What you need to do
The lines from the one with "operation, so the" through the last line below are to be copied exactly; no other lines are to be returned.

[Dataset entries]
* * * *
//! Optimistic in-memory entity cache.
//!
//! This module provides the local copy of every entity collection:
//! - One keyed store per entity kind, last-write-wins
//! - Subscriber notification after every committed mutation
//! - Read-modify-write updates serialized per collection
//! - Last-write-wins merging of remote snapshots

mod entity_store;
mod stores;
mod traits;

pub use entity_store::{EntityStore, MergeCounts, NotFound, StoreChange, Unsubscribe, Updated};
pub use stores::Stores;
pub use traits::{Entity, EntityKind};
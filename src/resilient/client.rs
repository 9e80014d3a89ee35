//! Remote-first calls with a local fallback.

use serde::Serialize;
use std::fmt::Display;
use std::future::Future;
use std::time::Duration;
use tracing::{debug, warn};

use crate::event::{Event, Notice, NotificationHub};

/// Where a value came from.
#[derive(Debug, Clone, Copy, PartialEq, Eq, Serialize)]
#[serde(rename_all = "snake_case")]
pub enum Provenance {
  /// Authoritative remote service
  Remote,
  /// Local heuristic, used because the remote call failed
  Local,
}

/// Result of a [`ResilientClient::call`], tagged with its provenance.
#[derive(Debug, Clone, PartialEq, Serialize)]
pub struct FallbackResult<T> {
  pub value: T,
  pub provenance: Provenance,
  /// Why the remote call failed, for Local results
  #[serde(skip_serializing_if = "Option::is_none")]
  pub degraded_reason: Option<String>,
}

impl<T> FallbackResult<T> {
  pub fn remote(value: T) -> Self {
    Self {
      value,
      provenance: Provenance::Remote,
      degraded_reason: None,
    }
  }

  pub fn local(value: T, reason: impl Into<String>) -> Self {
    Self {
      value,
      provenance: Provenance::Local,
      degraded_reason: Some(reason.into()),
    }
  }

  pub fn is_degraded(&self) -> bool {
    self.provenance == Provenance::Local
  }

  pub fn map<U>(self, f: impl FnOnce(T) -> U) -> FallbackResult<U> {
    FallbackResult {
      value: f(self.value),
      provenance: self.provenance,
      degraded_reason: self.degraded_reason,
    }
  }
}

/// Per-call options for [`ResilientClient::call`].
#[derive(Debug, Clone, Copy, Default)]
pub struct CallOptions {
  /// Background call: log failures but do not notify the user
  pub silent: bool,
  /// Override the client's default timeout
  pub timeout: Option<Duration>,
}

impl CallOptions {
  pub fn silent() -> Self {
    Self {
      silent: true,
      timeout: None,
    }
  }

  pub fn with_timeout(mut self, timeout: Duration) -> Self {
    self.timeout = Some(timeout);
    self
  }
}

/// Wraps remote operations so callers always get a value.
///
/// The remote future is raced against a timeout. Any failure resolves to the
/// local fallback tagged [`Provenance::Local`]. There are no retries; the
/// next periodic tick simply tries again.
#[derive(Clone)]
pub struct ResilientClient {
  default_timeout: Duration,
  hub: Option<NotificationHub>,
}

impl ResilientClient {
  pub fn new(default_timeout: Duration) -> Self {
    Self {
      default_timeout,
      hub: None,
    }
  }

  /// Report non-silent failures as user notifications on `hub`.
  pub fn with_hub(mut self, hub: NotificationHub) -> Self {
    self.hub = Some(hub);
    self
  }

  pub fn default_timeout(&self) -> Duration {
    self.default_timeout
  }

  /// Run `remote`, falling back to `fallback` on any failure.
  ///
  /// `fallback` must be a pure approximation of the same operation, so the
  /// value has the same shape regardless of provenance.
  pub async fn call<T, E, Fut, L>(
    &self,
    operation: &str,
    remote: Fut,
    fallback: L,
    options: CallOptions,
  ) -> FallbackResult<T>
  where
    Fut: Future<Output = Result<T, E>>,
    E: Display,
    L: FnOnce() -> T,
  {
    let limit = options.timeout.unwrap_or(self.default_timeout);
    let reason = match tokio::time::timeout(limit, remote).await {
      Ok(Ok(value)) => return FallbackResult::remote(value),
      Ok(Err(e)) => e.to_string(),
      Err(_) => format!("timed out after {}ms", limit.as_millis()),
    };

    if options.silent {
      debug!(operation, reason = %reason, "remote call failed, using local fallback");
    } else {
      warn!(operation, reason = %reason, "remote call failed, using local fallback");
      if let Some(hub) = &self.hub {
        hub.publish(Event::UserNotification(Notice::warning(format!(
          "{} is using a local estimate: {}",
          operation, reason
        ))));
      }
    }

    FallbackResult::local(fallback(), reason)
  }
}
* * * *
Answer to this exercise
  /// `fallback` must be a pure approximation of the same operation, so the
  /// value has the same shape regardless of provenance.
  pub async fn call<T, E, Fut, L>(
    &self,
    operation: &str,
    remote: Fut,
    fallback: L,
    options: CallOptions,
  ) -> FallbackResult<T>
  where
    Fut: Future<Output = Result<T, E>>,
    E: Display,
    L: FnOnce() -> T,
  {
    let limit = options.timeout.unwrap_or(self.default_timeout);
    let reason = match tokio::time::timeout(limit, remote).await {
      Ok(Ok(value)) => return FallbackResult::remote(value),
      Ok(Err(e)) => e.to_string(),
      Err(_) => format!("timed out after {}ms", limit.as_millis()),
    };

    if options.silent {
      debug!(operation, reason = %reason, "remote call failed, using local fallback");
    } else {
      warn!(operation, reason = %reason, "remote call failed, using local fallback");
      if let Some(hub) = &self.hub {
        hub.publish(Event::UserNotification(Notice::warning(format!(
          "{} is using a local estimate: {}",
          operation, reason
        ))));
      }
    }

    FallbackResult::local(fallback(), reason)
  }
}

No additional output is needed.